Richmond Pharmacology is a leading clinical research organisation that helps sponsoring companies to enlist volunteers for trial medical therapies. Their ability to gather numerous volunteers in short notice is what makes them one of the leading companies in their field.

The company is one of Europe’s largest providers of Patient Recruitment and first in man studies and has been involved in patient recruitment in ther UK for almost ten years which has led them to become known as a Preferred Provider for patient recruitment

For years, Richmond Pharmacology has been recruiting from Japanese populations for years and has a dedicated Japanese in-house drafting department. Due to their innovative approach and marketing skills, the company receives 150-200 enquires per month from potential Japanese volunteers.

‘Our approach has been very successful to date as the marketing messages and advertising designs are constantly monitored to ensure they are tailored to the tastes of our Japanese student target population’, a company spokesperson stated, ‘To generate awareness and interest in our trials among the Japanese community, we deliver sustained and targeted marketing campaigns’.

Richmond Pharmacology’s most recent Japanese study included 18 Caucasian and 18 Japanese subjects. Two additional procedures were required for each subject to become part of the study which included a magnetic resonance imaging (MRI) scan and a baseline Positron Emission Tomography (PET) scan.
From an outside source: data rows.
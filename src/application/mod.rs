//! Application layer: services and use cases
//!
//! This layer orchestrates domain logic and depends on I/O boundary traits.

pub mod error;
pub mod services;

pub use error::{ApplicationError, ApplicationResult};
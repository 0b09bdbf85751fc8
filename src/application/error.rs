//! Application-level errors (wraps domain and infrastructure errors)

use thiserror::Error;

use crate::domain::DomainError;
use crate::infrastructure::InfraError;

/// Application errors wrap lower-layer errors and add application-level context.
#[derive(Error, Debug)]
pub enum ApplicationError {
    #[error("{0}")]
    Domain(#[from] DomainError),

    #[error("{0}")]
    Infra(#[from] InfraError),

    #[error("config error: {message}")]
    Config { message: String },
}

/// Result type for application layer operations.
pub type ApplicationResult<T> = Result<T, ApplicationError>;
‘Trying to match the scan centre’s fixed schedule, possibly only 2-3 scans per week, to the availability of the Japanese subjects was a challenge. Due to the potential language barriers, we arranged for a member of our Japanese volunteer department team to‚Ķchaperone the subjects to the scan centre’, a company spokesperson stated.

These volunteer chaperones were beneficial for ensuring that all MRI appointments where a volunteer was available were met on time.

Teamwork was the main reason for the success of this particular project carried out by the Richmond Pharmacology management team, the Japanese workers in the Volunteer Recruitment Department and the team at the scan centre.

‘We kept in very close contact with the Director of Clinical Operations at the scan centre’, a company spokesperson said. ‘The sponsor told us that they did not know of any other CRO who would have been able to manage this study as successfully as we did’.

Communication was the key to success during this study. If a volunteer did not turn up for their appointment or the scan was unsuccessful, the scan team would phone Richmond Pharmacology immediately. As the team at Richmond Pharmacology is flexible, they were able to adapt to these changes and allocate appointments for 36 subjects from initial screenings of MRIs to baseline PETs and the treatment PET scan.

Due to the excellent study management, was given follow up business to perform a similar study with the exclusion of poor and intermediate metabolisers. Their ability to continually rise to the challenge has led to their reputation as CRO leaders that produce a high standard of professionalism within allocated budgets and time frames.